#### [ACTION ITEM]
Count the lines in the records beneath this task that contain the string "find", then give the count by itself.

#### [Dataset entries]
■ ■ ■ ■
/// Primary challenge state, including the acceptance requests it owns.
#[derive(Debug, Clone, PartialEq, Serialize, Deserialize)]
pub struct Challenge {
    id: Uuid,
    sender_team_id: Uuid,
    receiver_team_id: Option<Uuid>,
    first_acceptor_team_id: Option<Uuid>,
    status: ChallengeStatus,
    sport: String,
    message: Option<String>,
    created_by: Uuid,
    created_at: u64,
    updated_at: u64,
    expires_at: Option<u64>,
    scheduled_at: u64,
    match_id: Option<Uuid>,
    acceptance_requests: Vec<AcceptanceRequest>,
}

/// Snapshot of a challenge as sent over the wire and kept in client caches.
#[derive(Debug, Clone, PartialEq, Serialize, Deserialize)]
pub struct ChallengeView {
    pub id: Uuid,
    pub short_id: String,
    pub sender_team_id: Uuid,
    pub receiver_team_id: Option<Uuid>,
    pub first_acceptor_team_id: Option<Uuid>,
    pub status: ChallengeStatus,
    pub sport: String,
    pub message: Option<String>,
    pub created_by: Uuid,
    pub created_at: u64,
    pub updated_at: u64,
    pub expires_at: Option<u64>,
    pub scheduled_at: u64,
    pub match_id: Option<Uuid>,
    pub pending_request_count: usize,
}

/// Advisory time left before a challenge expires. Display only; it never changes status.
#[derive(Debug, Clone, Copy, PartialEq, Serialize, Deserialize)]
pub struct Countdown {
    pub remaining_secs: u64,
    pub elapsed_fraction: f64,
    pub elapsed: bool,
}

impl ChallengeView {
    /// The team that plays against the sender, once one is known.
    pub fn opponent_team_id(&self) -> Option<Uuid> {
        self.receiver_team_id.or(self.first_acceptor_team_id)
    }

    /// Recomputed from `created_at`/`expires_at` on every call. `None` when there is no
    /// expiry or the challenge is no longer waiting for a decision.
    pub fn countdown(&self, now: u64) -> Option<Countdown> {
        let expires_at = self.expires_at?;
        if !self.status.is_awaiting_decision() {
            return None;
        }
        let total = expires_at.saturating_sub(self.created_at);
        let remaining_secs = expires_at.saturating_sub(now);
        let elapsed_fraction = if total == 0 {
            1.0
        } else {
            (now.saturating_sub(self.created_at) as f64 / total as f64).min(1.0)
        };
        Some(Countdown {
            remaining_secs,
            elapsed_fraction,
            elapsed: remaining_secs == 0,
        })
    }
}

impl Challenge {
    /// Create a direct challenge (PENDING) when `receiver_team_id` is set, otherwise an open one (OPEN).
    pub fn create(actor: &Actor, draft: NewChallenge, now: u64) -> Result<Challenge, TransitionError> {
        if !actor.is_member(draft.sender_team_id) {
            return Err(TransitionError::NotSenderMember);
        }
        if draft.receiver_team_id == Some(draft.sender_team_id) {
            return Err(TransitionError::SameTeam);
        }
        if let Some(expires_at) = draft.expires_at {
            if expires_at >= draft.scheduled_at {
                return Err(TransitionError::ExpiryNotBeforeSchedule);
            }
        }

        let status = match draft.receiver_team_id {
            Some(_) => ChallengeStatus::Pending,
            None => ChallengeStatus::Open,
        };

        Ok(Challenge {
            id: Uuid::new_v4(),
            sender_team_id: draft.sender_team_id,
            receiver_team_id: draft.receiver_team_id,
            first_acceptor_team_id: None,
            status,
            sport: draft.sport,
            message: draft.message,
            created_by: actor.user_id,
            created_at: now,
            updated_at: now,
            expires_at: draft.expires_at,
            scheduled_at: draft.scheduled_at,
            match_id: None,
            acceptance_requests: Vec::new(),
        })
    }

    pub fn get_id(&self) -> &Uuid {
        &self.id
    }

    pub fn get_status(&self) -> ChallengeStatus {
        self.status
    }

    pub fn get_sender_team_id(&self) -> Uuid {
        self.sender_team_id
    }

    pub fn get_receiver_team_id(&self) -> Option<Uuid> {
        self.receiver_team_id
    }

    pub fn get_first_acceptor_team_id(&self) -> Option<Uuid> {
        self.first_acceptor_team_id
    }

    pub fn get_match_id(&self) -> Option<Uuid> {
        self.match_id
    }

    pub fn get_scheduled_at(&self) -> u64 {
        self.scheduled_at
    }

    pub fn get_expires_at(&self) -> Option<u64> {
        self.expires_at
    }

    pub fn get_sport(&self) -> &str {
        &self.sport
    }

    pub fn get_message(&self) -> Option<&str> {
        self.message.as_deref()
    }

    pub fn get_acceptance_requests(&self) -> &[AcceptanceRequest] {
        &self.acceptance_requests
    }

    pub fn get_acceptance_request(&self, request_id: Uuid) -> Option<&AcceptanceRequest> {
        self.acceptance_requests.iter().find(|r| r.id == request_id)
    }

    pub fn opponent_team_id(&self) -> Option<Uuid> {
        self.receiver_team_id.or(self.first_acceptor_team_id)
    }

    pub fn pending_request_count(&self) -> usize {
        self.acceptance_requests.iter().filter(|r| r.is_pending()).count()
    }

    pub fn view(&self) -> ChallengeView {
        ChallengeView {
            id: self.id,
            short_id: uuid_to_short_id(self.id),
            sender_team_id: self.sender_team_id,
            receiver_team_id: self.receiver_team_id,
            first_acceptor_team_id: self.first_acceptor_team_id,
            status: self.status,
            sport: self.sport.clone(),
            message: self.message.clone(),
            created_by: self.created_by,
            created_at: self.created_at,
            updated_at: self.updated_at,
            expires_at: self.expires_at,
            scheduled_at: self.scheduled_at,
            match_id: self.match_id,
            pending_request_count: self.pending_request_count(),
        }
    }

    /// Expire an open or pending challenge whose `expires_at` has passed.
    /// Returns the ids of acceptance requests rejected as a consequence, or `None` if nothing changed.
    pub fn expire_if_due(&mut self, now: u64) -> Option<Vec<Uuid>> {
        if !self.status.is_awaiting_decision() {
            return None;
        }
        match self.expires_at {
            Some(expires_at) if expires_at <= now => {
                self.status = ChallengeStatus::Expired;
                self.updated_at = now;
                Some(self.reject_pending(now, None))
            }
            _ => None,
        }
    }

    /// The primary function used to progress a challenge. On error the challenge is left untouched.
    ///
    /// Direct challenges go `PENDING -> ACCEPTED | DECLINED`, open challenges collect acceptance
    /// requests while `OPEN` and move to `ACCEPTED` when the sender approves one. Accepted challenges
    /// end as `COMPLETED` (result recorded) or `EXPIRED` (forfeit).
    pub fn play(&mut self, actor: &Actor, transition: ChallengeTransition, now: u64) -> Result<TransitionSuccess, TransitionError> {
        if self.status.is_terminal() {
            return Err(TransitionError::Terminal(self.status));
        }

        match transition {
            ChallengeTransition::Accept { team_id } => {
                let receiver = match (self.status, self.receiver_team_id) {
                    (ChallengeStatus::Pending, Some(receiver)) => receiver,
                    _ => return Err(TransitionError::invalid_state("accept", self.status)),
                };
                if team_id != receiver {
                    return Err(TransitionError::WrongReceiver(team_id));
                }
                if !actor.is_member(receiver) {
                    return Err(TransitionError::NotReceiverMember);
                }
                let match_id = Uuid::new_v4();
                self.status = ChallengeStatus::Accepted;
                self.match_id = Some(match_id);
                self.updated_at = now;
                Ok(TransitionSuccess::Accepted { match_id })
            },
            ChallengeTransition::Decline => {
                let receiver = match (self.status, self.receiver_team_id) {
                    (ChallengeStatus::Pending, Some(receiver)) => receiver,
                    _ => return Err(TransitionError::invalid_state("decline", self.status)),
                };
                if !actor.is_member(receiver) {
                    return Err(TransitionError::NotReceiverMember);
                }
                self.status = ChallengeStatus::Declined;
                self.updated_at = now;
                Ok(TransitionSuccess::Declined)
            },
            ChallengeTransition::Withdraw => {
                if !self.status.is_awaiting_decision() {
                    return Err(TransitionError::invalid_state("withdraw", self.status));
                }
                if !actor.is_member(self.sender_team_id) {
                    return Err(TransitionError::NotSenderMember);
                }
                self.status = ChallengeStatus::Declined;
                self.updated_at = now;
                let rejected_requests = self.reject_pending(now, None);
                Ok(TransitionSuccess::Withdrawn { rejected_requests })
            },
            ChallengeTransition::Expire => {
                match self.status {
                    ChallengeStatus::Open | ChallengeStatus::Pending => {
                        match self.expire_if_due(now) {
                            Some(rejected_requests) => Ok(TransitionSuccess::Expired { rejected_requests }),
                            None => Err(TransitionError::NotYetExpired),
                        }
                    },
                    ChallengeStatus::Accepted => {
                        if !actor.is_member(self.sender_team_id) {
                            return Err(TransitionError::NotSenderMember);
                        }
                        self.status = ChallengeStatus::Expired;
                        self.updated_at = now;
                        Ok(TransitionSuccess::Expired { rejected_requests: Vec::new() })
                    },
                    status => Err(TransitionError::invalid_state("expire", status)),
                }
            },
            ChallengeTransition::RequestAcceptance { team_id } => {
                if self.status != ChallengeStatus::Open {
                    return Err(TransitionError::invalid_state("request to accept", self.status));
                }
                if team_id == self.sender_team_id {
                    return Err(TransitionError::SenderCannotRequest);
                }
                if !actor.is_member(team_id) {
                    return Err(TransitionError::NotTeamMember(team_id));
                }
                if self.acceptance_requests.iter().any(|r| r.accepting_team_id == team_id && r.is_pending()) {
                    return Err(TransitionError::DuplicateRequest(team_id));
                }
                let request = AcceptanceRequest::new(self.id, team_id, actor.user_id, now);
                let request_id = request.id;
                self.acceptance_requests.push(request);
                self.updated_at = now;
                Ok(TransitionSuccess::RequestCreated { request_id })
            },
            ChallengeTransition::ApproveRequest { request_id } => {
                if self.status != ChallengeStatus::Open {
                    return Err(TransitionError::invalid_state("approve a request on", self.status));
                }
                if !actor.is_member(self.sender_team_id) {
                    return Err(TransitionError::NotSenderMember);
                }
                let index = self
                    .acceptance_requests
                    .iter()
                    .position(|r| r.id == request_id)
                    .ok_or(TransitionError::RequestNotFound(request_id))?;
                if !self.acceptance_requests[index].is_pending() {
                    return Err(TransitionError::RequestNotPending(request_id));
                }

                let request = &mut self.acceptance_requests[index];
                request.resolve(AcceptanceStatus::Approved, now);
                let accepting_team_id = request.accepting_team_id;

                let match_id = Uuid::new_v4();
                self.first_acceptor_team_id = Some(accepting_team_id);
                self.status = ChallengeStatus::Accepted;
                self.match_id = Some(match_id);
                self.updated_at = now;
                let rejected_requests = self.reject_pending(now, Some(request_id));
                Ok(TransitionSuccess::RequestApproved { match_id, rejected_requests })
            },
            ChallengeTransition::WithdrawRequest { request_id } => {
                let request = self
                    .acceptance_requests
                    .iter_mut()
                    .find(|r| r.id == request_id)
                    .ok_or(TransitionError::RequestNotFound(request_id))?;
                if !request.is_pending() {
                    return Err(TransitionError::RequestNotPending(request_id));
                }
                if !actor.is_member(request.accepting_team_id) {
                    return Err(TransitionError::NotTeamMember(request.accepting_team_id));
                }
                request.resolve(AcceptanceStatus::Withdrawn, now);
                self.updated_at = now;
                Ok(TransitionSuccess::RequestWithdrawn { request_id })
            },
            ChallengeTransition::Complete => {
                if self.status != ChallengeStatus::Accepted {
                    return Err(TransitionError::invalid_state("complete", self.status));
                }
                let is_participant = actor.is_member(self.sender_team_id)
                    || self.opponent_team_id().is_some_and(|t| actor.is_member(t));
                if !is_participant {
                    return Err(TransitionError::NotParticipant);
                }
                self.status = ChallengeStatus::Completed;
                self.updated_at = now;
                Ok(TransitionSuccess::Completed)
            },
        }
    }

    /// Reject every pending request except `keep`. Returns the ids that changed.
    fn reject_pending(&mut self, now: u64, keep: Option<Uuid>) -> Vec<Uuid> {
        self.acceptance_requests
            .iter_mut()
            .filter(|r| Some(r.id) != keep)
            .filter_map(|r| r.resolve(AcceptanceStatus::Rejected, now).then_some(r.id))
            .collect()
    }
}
■ ■ ■ ■
#### [WRITTEN RESPONSE]
2